Above: Carmelo Bene in the director's own Hermitage

Lost luggage—it should be a title card from a silent comedy, perhaps Chaplin’s The Immigrant; no such luck—post-hurricane-cum-tropical-storm Irene didn’t quite wreck New York but it wrecked its flights.  So: I’m in Venice, but a day late and wearing questionably used clothing.  More importantly, I missed Crazy Horse, the new Frederick Wiseman film.  Boo.  (I hear good things, among which is that it features “a sea of asses.”  Hopefully I’ll report on it from New York’s film festival.)  The travel hiccups send a brief ripple through my tentative festival schedule, and bumping out the Wiseman provided for a grateful tour ‘round the Lido—the festival is not in Venice “proper” but rather another, quieter island—by the gracious Ferronis, a quick scan of a remarkably condensed, walkable and easy to navigate series of theaters and buildings, all seemingly glad in white marble circa-fascism but temporarily retrofitted and indeed visually augmented with angular red banners, coverings, flags and the like from the festival, and various miscellaneous hardwood and industrial parentheticals from some kind of contemporaneous renovation.  The result is surprisingly cosy and a bit ramshackle—festival activity navigating around unperturbed signs of construction for a can do kind of cinema-going.
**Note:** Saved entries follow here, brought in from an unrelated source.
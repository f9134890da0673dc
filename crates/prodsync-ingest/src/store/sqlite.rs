//! SQLite-backed checkpoint and quarantine store

use async_trait::async_trait;
use chrono::{DateTime, Utc};
use rusqlite::types::Type;
use rusqlite::{params, Connection, OptionalExtension, Row};
use std::path::Path;
use std::sync::{Arc, Mutex, MutexGuard};
use tracing::debug;

use crate::error::{IngestError, Result};
use crate::store::schema;
use crate::store::{Checkpoint, CheckpointStore, QuarantineRecord, QuarantineStore};

/// Both stores on one connection. Cloning shares the connection.
#[derive(Clone)]
pub struct SqliteStore {
    db: Arc<Mutex<Connection>>,
}

impl SqliteStore {
    /// Open (or create) the database at `path` and initialize the schema.
    pub fn new(path: impl AsRef<Path>) -> Result<Self> {
        let path = path.as_ref();
        if let Some(parent) = path.parent() {
            if !parent.as_os_str().is_empty() {
                std::fs::create_dir_all(parent)?;
            }
        }

        let conn = Connection::open(path)?;
        schema::init_schema(&conn)?;

        debug!(path = %path.display(), "Opened ingestion database");

        Ok(Self {
            db: Arc::new(Mutex::new(conn)),
        })
    }

    /// Create an in-memory store
    pub fn new_in_memory() -> Result<Self> {
        let conn = Connection::open_in_memory()?;
        schema::init_schema(&conn)?;

        Ok(Self {
            db: Arc::new(Mutex::new(conn)),
        })
    }

    fn conn(&self) -> Result<MutexGuard<'_, Connection>> {
        self.db
            .lock()
            .map_err(|e| IngestError::Lock(format!("Failed to acquire database lock: {}", e)))
    }
}

fn to_sql_int(value: u64) -> i64 {
    i64::try_from(value).unwrap_or(i64::MAX)
}

fn from_sql_int(value: i64) -> u64 {
    u64::try_from(value).unwrap_or(0)
}

fn json_column(row: &Row<'_>, idx: usize) -> rusqlite::Result<serde_json::Value> {
    let raw = row.get::<_, String>(idx)?;
    serde_json::from_str(&raw)
        .map_err(|e| rusqlite::Error::FromSqlConversionFailure(idx, Type::Text, Box::new(e)))
}

fn timestamp_column(row: &Row<'_>, idx: usize) -> rusqlite::Result<Option<DateTime<Utc>>> {
    row.get::<_, Option<String>>(idx)?
        .map(|raw| {
            DateTime::parse_from_rfc3339(&raw)
                .map(|ts| ts.with_timezone(&Utc))
                .map_err(|e| rusqlite::Error::FromSqlConversionFailure(idx, Type::Text, Box::new(e)))
        })
        .transpose()
}

fn checkpoint_from_row(row: &Row<'_>) -> rusqlite::Result<Checkpoint> {
    Ok(Checkpoint {
        name: row.get(0)?,
        last_page: from_sql_int(row.get(1)?),
        meta: json_column(row, 2)?,
        last_processed_at: timestamp_column(row, 3)?,
    })
}

fn quarantine_from_row(row: &Row<'_>) -> rusqlite::Result<QuarantineRecord> {
    let errors = serde_json::from_value(json_column(row, 5)?)
        .map_err(|e| rusqlite::Error::FromSqlConversionFailure(5, Type::Text, Box::new(e)))?;

    Ok(QuarantineRecord {
        id: Some(row.get(0)?),
        source: row.get(1)?,
        page: from_sql_int(row.get(2)?),
        external_id: row.get(3)?,
        payload: json_column(row, 4)?,
        errors,
        created_at: timestamp_column(row, 6)?.unwrap_or_default(),
    })
}

const SELECT_CHECKPOINT: &str =
    "SELECT name, last_page, meta, last_processed_at FROM ingest_checkpoints WHERE name = ?1";

#[async_trait]
impl CheckpointStore for SqliteStore {
    async fn get_or_create(&self, name: &str) -> Result<Checkpoint> {
        let conn = self.conn()?;
        let now = Utc::now().to_rfc3339();

        let created = conn.execute(
            r#"
            INSERT OR IGNORE INTO ingest_checkpoints (name, last_page, meta, created_at, updated_at)
            VALUES (?1, 0, '{}', ?2, ?2)
            "#,
            params![name, now],
        )?;
        if created > 0 {
            debug!(checkpoint = name, "Created checkpoint");
        }

        let checkpoint = conn.query_row(SELECT_CHECKPOINT, params![name], checkpoint_from_row)?;
        Ok(checkpoint)
    }

    async fn get(&self, name: &str) -> Result<Option<Checkpoint>> {
        let conn = self.conn()?;
        let checkpoint = conn
            .query_row(SELECT_CHECKPOINT, params![name], checkpoint_from_row)
            .optional()?;
        Ok(checkpoint)
    }

    async fn save(&self, checkpoint: &Checkpoint) -> Result<()> {
        let meta = serde_json::to_string(&checkpoint.meta)?;
        let now = Utc::now().to_rfc3339();

        let conn = self.conn()?;
        conn.execute(
            r#"
            INSERT INTO ingest_checkpoints (name, last_page, meta, last_processed_at, created_at, updated_at)
            VALUES (?1, ?2, ?3, ?4, ?5, ?5)
            ON CONFLICT(name) DO UPDATE SET
                last_page = excluded.last_page,
                meta = excluded.meta,
                last_processed_at = excluded.last_processed_at,
                updated_at = excluded.updated_at
            "#,
            params![
                checkpoint.name,
                to_sql_int(checkpoint.last_page),
                meta,
                checkpoint.last_processed_at.map(|ts| ts.to_rfc3339()),
                now,
            ],
        )?;

        Ok(())
    }
}

#[async_trait]
impl QuarantineStore for SqliteStore {
    async fn append(&self, record: &QuarantineRecord) -> Result<i64> {
        let payload = serde_json::to_string(&record.payload)?;
        let errors = serde_json::to_string(&record.errors)?;

        let conn = self.conn()?;
        conn.execute(
            r#"
            INSERT INTO quarantine_items (source, page, external_id, payload, errors, created_at)
            VALUES (?1, ?2, ?3, ?4, ?5, ?6)
            "#,
            params![
                record.source,
                to_sql_int(record.page),
                record.external_id,
                payload,
                errors,
                record.created_at.to_rfc3339(),
            ],
        )?;

        Ok(conn.last_insert_rowid())
    }

    async fn list(&self, source: &str, limit: usize) -> Result<Vec<QuarantineRecord>> {
        let conn = self.conn()?;
        let mut stmt = conn.prepare(
            r#"
            SELECT id, source, page, external_id, payload, errors, created_at
            FROM quarantine_items
            WHERE source = ?1
            ORDER BY id DESC
            LIMIT ?2
            "#,
        )?;

        let limit = i64::try_from(limit).unwrap_or(i64::MAX);
        let records = stmt
            .query_map(params![source, limit], quarantine_from_row)?
            .collect::<std::result::Result<Vec<_>, _>>()?;

        Ok(records)
    }

    async fn count(&self, source: &str) -> Result<u64> {
        let conn = self.conn()?;
        let count: i64 = conn.query_row(
            "SELECT COUNT(*) FROM quarantine_items WHERE source = ?1",
            params![source],
            |row| row.get(0),
        )?;
        Ok(from_sql_int(count))
    }
}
So what better place to start (better than Wiseman doing burlesque?, a skeptic might skewer) than not the main or current cinema but rather the much anticipated Orrizonti retrospective, of which Marie-Pierre and programmer Enrico Magrelli briefed us?  Indeed, it was a new kind of experience, even while jetlagged and a bit unkempt, to begin a festival not just in the retrospective sidebar (if anyone knows me, they know if such sidebars exist, that’s where I’d want to be) but at one on Italian experimental cinema—of which, I must be honest, I have zero passing familiarity, barring seeing on Carmelo Bene film in New York that produced a state so close to jet-lagged zonked-rapture from its alt-Technicolor heights of decadent weirdness I’m not even sure I saw the film or dreamed it from crazed stills.
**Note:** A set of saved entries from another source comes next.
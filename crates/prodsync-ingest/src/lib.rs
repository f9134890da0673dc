//! Prodsync Ingest Library
#![deny(clippy::unwrap_used, clippy::expect_used)]
//!
//! Resumable ingestion of a paginated third-party product feed.
//!
//! # Components
//!
//! - **Fetcher**: [`RateLimitedFetcher`] issues GETs with retry, backoff and 429 handling
//! - **Validator**: [`SchemaValidator`] checks each item against the product schema
//! - **Stores**: [`store::CheckpointStore`] and [`store::QuarantineStore`], backed by SQLite
//! - **Orchestrator**: [`IngestOrchestrator`] drives pagination and persists progress
//!
//! # Example
//!
//! ```no_run
//! use prodsync_ingest::{
//!     IngestConfig, IngestOrchestrator, RateLimitedFetcher, SourceConfig, SqliteStore, TokioClock,
//! };
//! use std::sync::Arc;
//!
//! #[tokio::main]
//! async fn main() -> anyhow::Result<()> {
//!     let config = IngestConfig::from_env()?;
//!     let source = SourceConfig::from_env("default")?;
//!     let clock = Arc::new(TokioClock);
//!     let store = Arc::new(SqliteStore::new(&config.db_path)?);
//!
//!     let fetcher = RateLimitedFetcher::new(&source, &config, clock.clone())?;
//!     let orchestrator =
//!         IngestOrchestrator::new(config, fetcher, store.clone(), store, clock);
//!
//!     let report = orchestrator.run(&source.name, true).await?;
//!     println!("halted: {} at page {}", report.halt, report.last_page);
//!     Ok(())
//! }
//! ```

pub mod clock;
pub mod config;
pub mod error;
pub mod fetcher;
pub mod item;
pub mod orchestrator;
pub mod sink;
pub mod store;
pub mod validator;

pub use clock::{Clock, ManualClock, TokioClock};
pub use config::{IngestConfig, SourceConfig};
pub use error::{IngestError, Result};
pub use fetcher::{AttemptOutcome, FetchResponse, RateLimitedFetcher};
pub use item::{FieldError, Item, Page};
pub use orchestrator::{HaltReason, IngestOrchestrator, RunReport};
pub use sink::{ItemSink, LogSink};
pub use store::{Checkpoint, CheckpointStore, QuarantineRecord, QuarantineStore, SqliteStore};
pub use validator::{ItemValidator, SchemaValidator, ValidationErrors, ValidationResult};
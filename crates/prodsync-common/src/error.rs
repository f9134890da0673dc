//! Error types shared across prodsync crates

use thiserror::Error;

/// Result type alias for common operations
pub type Result<T> = std::result::Result<T, CommonError>;

/// Errors raised by the shared plumbing (settings, logging)
#[derive(Error, Debug)]
pub enum CommonError {
    #[error("IO error: {0}")]
    Io(#[from] std::io::Error),

    #[error("Invalid value for {key}: '{value}' ({reason})")]
    InvalidValue {
        key: String,
        value: String,
        reason: String,
    },

    #[error("Logging initialization failed: {0}")]
    Logging(String),
}

impl CommonError {
    /// Create an invalid value error
    pub fn invalid_value(
        key: impl Into<String>,
        value: impl Into<String>,
        reason: impl std::fmt::Display,
    ) -> Self {
        Self::InvalidValue {
            key: key.into(),
            value: value.into(),
            reason: reason.to_string(),
        }
    }
}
Thus Venice 2011 for me begins on an alternate and decidedly unknown track, one which will run in parallel, perhaps quietly or perhaps—hopefully—in an aggressive, agitated and invasive fashion on contemporary cinema.  The first retrospective program began, in fact, with a Bene, Hermitage (1967), starring the director as a man lost within a hotel room that may or may not be his, searching shoes outside the door (to confirm identity?  to find a person?), stripping off clothing within, and all poutingly questioning himself in the mirror and 3rd-person voice-over. A shot flushing an image of Marie Falconetti down the toilet points towards Bene’s inspiration: his simpering, suffering image interpret’s Dreyer’s Joan of Arc not as interrogated by outsiders but rather by herself—all those close ups are of inner torment, not exterior torture.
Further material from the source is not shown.